The film was the second most popular movie at the British box office in 1948.

===Critical reaction===
Bosley Crowther of The New York Times wrote that while some of the scenes "were pretty lurid, especially towards the end," that "the best of the film is absorbing, and Miss Wyman, all the way through, plays her role in a manner which commands compassion and respect." William Brogdon of Variety called it "somber, tender, [and] moving," with Wyman's performance "a personal success." John McCarten of The New Yorker thought the screenplay was "far superior" to the script of the original play, and that the actors were "all convincing, particularly Jane Wyman, who is cast as the badgered heroine." The Monthly Film Bulletin called it "a memorable film in which Jane Wyman's performance as Belinda is outstanding." "A powerful dramatic entertainment," wrote Harrison's Reports. "The direction, acting, and photography are of a superior quality, but the outstanding thing about the picture is the exceptionally fine performance by Jane Wyman, an acting job that will undoubtedly make her a foremost contender for the Academy Award."

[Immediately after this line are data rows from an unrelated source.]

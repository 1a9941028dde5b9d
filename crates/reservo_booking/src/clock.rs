use chrono::{DateTime, Duration, Utc};
use std::sync::Mutex;

/// Source of "now" for hold expiry and past-slot checks.
pub trait Clock: Send + Sync + 'static {
    fn now(&self) -> DateTime<Utc>;
}

#[derive(Debug, Default, Clone, Copy)]
pub struct SystemClock;

impl Clock for SystemClock {
    fn now(&self) -> DateTime<Utc> {
        Utc::now()
    }
}

/// A clock that only moves when told to. Used by tests and simulations.
#[derive(Debug)]
pub struct ManualClock {
    now: Mutex<DateTime<Utc>>,
}

impl ManualClock {
    pub fn new(now: DateTime<Utc>) -> Self {
        Self {
            now: Mutex::new(now),
        }
    }

    pub fn set(&self, now: DateTime<Utc>) {
        *self.now.lock().unwrap_or_else(|p| p.into_inner()) = now;
    }

    pub fn advance(&self, by: Duration) {
        let mut now = self.now.lock().unwrap_or_else(|p| p.into_inner());
        *now += by;
    }
}

impl Clock for ManualClock {
    fn now(&self) -> DateTime<Utc> {
        *self.now.lock().unwrap_or_else(|p| p.into_inner())
    }
}
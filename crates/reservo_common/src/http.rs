use axum::{
    http::StatusCode,
    response::{IntoResponse, Response},
    Json,
};
use serde::{Deserialize, Serialize};
use tracing::error;

use crate::error::{HttpStatusCode, ReservoError};

/// Body of every error response: `{ "success": false, "error": "...", "code": "..." }`.
#[cfg_attr(feature = "openapi", derive(utoipa::ToSchema))]
#[derive(Debug, Clone, Serialize, Deserialize, PartialEq, Eq)]
pub struct ErrorBody {
    pub success: bool,
    pub error: String,
    pub code: String,
}

impl From<&ReservoError> for ErrorBody {
    fn from(err: &ReservoError) -> Self {
        Self {
            success: false,
            error: err.to_string(),
            code: err.code().to_string(),
        }
    }
}

/// Implement IntoResponse for ReservoError so handlers can return `Result<_, ReservoError>`.
impl IntoResponse for ReservoError {
    fn into_response(self) -> Response {
        let status_code =
            StatusCode::from_u16(self.status_code()).unwrap_or(StatusCode::INTERNAL_SERVER_ERROR);

        if status_code.is_server_error() {
            error!("request failed: {}", self);
        }

        (status_code, Json(ErrorBody::from(&self))).into_response()
    }
}
// --- File: crates/reservo_client/src/api.rs ---
//! Transport between a picker and the booking server.
//!
//! Slot statuses returned here are hints for rendering. Only the result of a
//! hold or a reservation submit is authoritative.

use crate::error::ClientError;
use async_trait::async_trait;
use chrono::{DateTime, NaiveDate, Utc};
use reqwest::{Client, Response};
use reservo_common::ErrorBody;
use reservo_config::ClientConfig;
use serde::de::DeserializeOwned;
use serde::{Deserialize, Serialize};
use std::time::Duration;
use tracing::debug;

#[derive(Debug, Clone, Copy, PartialEq, Eq, Serialize, Deserialize)]
#[serde(rename_all = "lowercase")]
pub enum SlotStatus {
    Available,
    Booked,
    Held,
}

#[derive(Debug, Clone, PartialEq, Eq, Serialize, Deserialize)]
pub struct Slot {
    pub time: String,
    pub label: String,
    pub status: SlotStatus,
    #[serde(default)]
    pub mine: bool,
}

impl Slot {
    /// Whether this session may pick the slot.
    pub fn is_selectable(&self) -> bool {
        self.status == SlotStatus::Available
    }
}

/// A hold or release for one slot.
#[derive(Debug, Clone, PartialEq, Eq, Serialize)]
#[serde(rename_all = "camelCase")]
pub struct SlotRequest {
    pub date: NaiveDate,
    pub time: String,
    pub session_id: String,
    pub locale: String,
}

#[derive(Debug, Clone, Default, PartialEq, Eq, Deserialize)]
#[serde(rename_all = "camelCase")]
pub struct HoldReceipt {
    #[serde(default)]
    pub expires_at: Option<DateTime<Utc>>,
}

#[derive(Serialize)]
#[serde(rename_all = "camelCase")]
struct TimeslotAction<'a> {
    #[serde(flatten)]
    request: &'a SlotRequest,
    action: &'static str,
}

#[derive(Deserialize)]
struct TimeslotsResponse {
    slots: Vec<Slot>,
}

#[cfg_attr(test, mockall::automock)]
#[async_trait]
pub trait SlotApi: Send + Sync {
    async fn list_slots(&self, date: NaiveDate, session_id: String) -> Result<Vec<Slot>, ClientError>;

    async fn hold(&self, request: SlotRequest) -> Result<HoldReceipt, ClientError>;

    async fn release(&self, request: SlotRequest) -> Result<(), ClientError>;
}

/// `SlotApi` over the server's `/api/timeslots` endpoints.
#[derive(Debug, Clone)]
pub struct HttpSlotApi {
    client: Client,
    base_url: String,
}

impl HttpSlotApi {
    pub fn new(base_url: &str, timeout: Duration) -> Result<Self, ClientError> {
        let client = Client::builder().timeout(timeout).build()?;
        Ok(Self {
            client,
            base_url: base_url.trim_end_matches('/').to_string(),
        })
    }

    pub fn from_config(config: &ClientConfig) -> Result<Self, ClientError> {
        Self::new(&config.base_url, Duration::from_secs(config.request_timeout_seconds))
    }

    fn url(&self, path: &str) -> String {
        format!("{}/api{}", self.base_url, path)
    }

    async fn decode<T: DeserializeOwned>(response: Response) -> Result<T, ClientError> {
        let status = response.status();
        if status.is_success() {
            return Ok(response.json::<T>().await?);
        }
        let text = response.text().await?;
        match serde_json::from_str::<ErrorBody>(&text) {
            Ok(body) => Err(ClientError::from_error_body(status.as_u16(), body)),
            Err(_) => Err(ClientError::Rejected {
                status: status.as_u16(),
                code: status.canonical_reason().unwrap_or("error").to_lowercase(),
                message: text,
            }),
        }
    }

    async fn post_action<T: DeserializeOwned>(&self, request: &SlotRequest, action: &'static str) -> Result<T, ClientError> {
        debug!("POST timeslots {} {} {}", action, request.date, request.time);
        let response = self
            .client
            .post(self.url("/timeslots"))
            .json(&TimeslotAction { request, action })
            .send()
            .await?;
        Self::decode(response).await
    }
}

#[async_trait]
impl SlotApi for HttpSlotApi {
    async fn list_slots(&self, date: NaiveDate, session_id: String) -> Result<Vec<Slot>, ClientError> {
        let response = self
            .client
            .get(self.url("/timeslots"))
            .query(&[("date", date.to_string()), ("sessionId", session_id)])
            .send()
            .await?;
        let body: TimeslotsResponse = Self::decode(response).await?;
        Ok(body.slots)
    }

    async fn hold(&self, request: SlotRequest) -> Result<HoldReceipt, ClientError> {
        self.post_action(&request, "hold").await
    }

    async fn release(&self, request: SlotRequest) -> Result<(), ClientError> {
        let _: HoldReceipt = self.post_action(&request, "release").await?;
        Ok(())
    }
}
use serde::{Deserialize, Serialize};
use std::fmt;
use uuid::Uuid;

/// Identifies one picker instance to the server. Generated once per owner
/// and sent with every hold, release and listing.
#[derive(Debug, Clone, PartialEq, Eq, Hash, Serialize, Deserialize)]
#[serde(transparent)]
pub struct SessionId(String);

impl SessionId {
    pub fn generate() -> Self {
        Self(Uuid::new_v4().to_string())
    }

    pub fn as_str(&self) -> &str {
        &self.0
    }
}

impl From<String> for SessionId {
    fn from(value: String) -> Self {
        Self(value)
    }
}

impl fmt::Display for SessionId {
    fn fmt(&self, f: &mut fmt::Formatter<'_>) -> fmt::Result {
        f.write_str(&self.0)
    }
}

On review aggregator Rotten Tomatoes, 100% of critics have given the film a positive review based on 10 out of 11 surveyed critics giving the film a positive review.

===Accolades===

| Award | Category | Recipient | Result |
| Academy Awards | Best Picture | Jerry Wald (for Warner Bros. Pictures) | Nominated |
| Best Director | Jean Negulesco | Nominated |
| Best Actor | Lew Ayres | Nominated |
| Best Actress | Jane Wyman | Won |
| Best Supporting Actor | Charles Bickford | Nominated |
| Best Supporting Actress | Agnes Moorehead | Nominated |
| Best Screenplay | Irma von Cube and Allen Vincent | Nominated |
| Best Art Direction-Set Decoration – Black-and-White | Robert M. Haas and William O. Wallace | Nominated |
| Best Cinematography – Black-and-White | Ted McCord | Nominated |
| Best Film Editing | David Weisbart | Nominated |
| Best Score of a Dramatic or Comedy Picture | Max Steiner | Nominated |
| Best Sound Recording | Nathan Levinson | Nominated |
| Golden Globe Awards | Best Picture |  | Won |
| Best Actress in a Leading Role | Jane Wyman | Won |
| National Board of Review Awards | Top Ten Films |  | 8th Place |
| Photoplay Awards | Gold Medal Actress | Jane Wyman | Won |
| Picturegoer Awards | Best Actress | Won |
| Venice International Film Festival | Golden Lion | Jean Negulesco | Nominated |
| Writers Guild of America Awards | Best Written American Drama | Irma von Cube and Allen Vincent | Nominated |

The film is recognized by American Film Institute in these lists:
- 2005: AFI's 100 Years of Film Scores – Nominated

==Later versions==
The film was remade first as a 1967 television movie starring Mia Farrow as Belinda, Ian Bannen as her doctor, and David Carradine as the rapist, and in 1982 as another TV remake with Rosanna Arquette as Belinda and Richard Thomas as the VISTA worker. Also, live versions aired on the US network NBC on October 13, 1958, as part of the Hallmark Hall of Fame series and on Australian television in 1959 as part of the Shell Presents series.